1 - Já vi dezenas de filmes portugueses. Tal como acontece depois de uma noite de copos, interrogo-me: Porque fui fazer isto...

2- Cassavetes sempre teve sucesso especialemnte fora dos Estados Unidos. Como achas que a paramount lhe dava guita? Nos estados unidos não há ICAM para nos chular...

3- No filme vai e Vem, Cesar Monteiro urina literalmente para a câmara.Queres pior exibicionismo que um velho exibir o seu pénis? Aposto que o raul gosta mas eu não.

4- Existe uma esperança no novo cinema português.Tiago Serra e Marco martins são realizadores que admiro como o arena do garoto salaviza.

5- Odeio que me digam o que devo ver e o que é bom mesmo que seja o ico (um garoto porreiro)

bem haja

Alex disse...

O senhor, como todos sabemos, está lá em cima a tomar conta desta merda. Favor não confundir.

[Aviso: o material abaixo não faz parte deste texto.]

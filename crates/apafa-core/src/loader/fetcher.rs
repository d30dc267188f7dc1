//! Single-attempt fetch backends.
//!
//! A `Fetcher` performs exactly one GET-and-parse cycle. Retries, timeouts and
//! caching belong to `DataLoader`, so a backend never loops on its own.

use std::future::Future;
use std::path::{Path, PathBuf};

use reqwest::{header, Client};
use serde_json::Value;
use tracing::debug;

use super::FetchError;

pub trait Fetcher: Send + Sync {
    /// Fetch and parse one resource. `url` is the resolved resource URL,
    /// `name` the bare resource name it was built from.
    fn fetch(&self, name: &str, url: &str) -> impl Future<Output = Result<Value, FetchError>> + Send;
}

/// Fetches fixtures over HTTP.
/// Clone is cheap - reqwest::Client uses Arc internally for connection pooling.
#[derive(Clone)]
pub struct HttpFetcher {
    client: Client,
}

impl HttpFetcher {
    pub fn new() -> reqwest::Result<Self> {
        let client = Client::builder().build()?;
        Ok(Self { client })
    }

    /// Wrap an existing client, sharing its connection pool
    pub fn with_client(client: Client) -> Self {
        Self { client }
    }
}

impl Fetcher for HttpFetcher {
    async fn fetch(&self, _name: &str, url: &str) -> Result<Value, FetchError> {
        let response = self
            .client
            .get(url)
            .header(header::CACHE_CONTROL, "no-cache")
            .header(header::PRAGMA, "no-cache")
            .header(header::ACCEPT, "application/json")
            .send()
            .await?;

        let status = response.status();
        if !status.is_success() {
            let body = response.text().await.unwrap_or_default();
            return Err(FetchError::from_status(status, &body));
        }

        let body = response.text().await?;
        debug!(url = url, bytes = body.len(), "Fetched resource");
        Ok(serde_json::from_str(&body)?)
    }
}

/// Reads fixtures from a local directory as `<dir>/<name>.json`.
#[derive(Debug, Clone)]
pub struct DirFetcher {
    dir: PathBuf,
}

impl DirFetcher {
    pub fn new(dir: impl Into<PathBuf>) -> Self {
        Self { dir: dir.into() }
    }

    pub fn dir(&self) -> &Path {
        &self.dir
    }

    fn resource_path(&self, name: &str) -> Result<PathBuf, FetchError> {
        // Names are plain identifiers; refuse anything that could leave the directory
        if name.is_empty() || name.contains(['/', '\\']) || name.contains("..") {
            return Err(FetchError::Network(format!("invalid resource name: {:?}", name)));
        }
        Ok(self.dir.join(format!("{}.json", name)))
    }
}

impl Fetcher for DirFetcher {
    async fn fetch(&self, name: &str, _url: &str) -> Result<Value, FetchError> {
        let path = self.resource_path(name)?;
        let contents = tokio::fs::read_to_string(&path)
            .await
            .map_err(|e| FetchError::Network(format!("{}: {}", path.display(), e)))?;
        debug!(path = %path.display(), bytes = contents.len(), "Read resource");
        Ok(serde_json::from_str(&contents)?)
    }
}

E agora parece-me que será óbvio para todos que esta discussão, por muito interesante e salutar que seja, não tem nada, mas mesmo nada a ver com música.

ico costa disse...

Alex: A questão aqui é: se não percebes a relevância da conversa, abstém-te simplesmente.
Vasco: eu não estou a dizer o que tu deves ver ou fazer. Mas tal como posso sugerir deixes de cumprimentar o teu vizinho-tarado-que-te-mostra-o-pénis porque qualquer dia ele ataca-te e tal como todos aqui sugerem álbuns para os outros ouvirem, eu também sugeri um filme. Mas se não quiseres ver, não vejas. Apenas te digo que perdes um grande filme. Mas quero lá eu saber...

Vasco disse...

"Quando entrei pra escola de cinema, já sabia que não queria mais tocar. Eram os filmes que eu gostava. E com um colega decidimos entrar pra escola. E a primeira coisa que fiz foi escrever coisas, ridículas : “ao melhor Tarkovksi, oponho o pior Ozu”. É o que ta escrito lá. Eu ainda sou contra o Tarkovski, pobre diabo, não tem culpa nenhuma da nossa estupidez, mas é um cineasta que não é, digamos, da minha família. O Tarkovski para nós era igual ao que não suportávamos na música, grupos que não morreram, que eram o Genesis, o Yes, o Pink Floyd. O Tarkovski era esse tipo de coisa" - Pedro Costa

Pedro Costa, o cineasta das fontainhas, a julgar pink floyd e tarkovski...

Vasco disse...

Do pedro costa só vi o sangue e adorei. A partir do momento que ele ofendeu david Lynch na tsf, ignorei o cineasta das fontainhas...

Alex disse...

ico: acho q não deves ter lido bem o que eu disse, portanto volto a repetir "esta discussão, por muito interesante e salutar que seja, não tem nada, mas mesmo nada a ver com música."
E saliento outro ponto que me parece revelador da tua postura: "...texto que levanta questões, suscita dúvidas e revela opiniões contraditórias (não obstante a estapafurdice), interessante ver pessoas a reflectir sobre os temas - que podem não ser enquadráveis para o sr. alex mas que para mim são bem mais atraentes que as análises irrelevantes do albúm do Ringo Star de 1979."

Alex disse...

(continuação comment anterior) Portanto este é um blog de música de vários contribuidores, mas a partir de agora, como me parece ser tua vontade, poderemos passar a falar apenas dos temas que sejam atraentes para ti.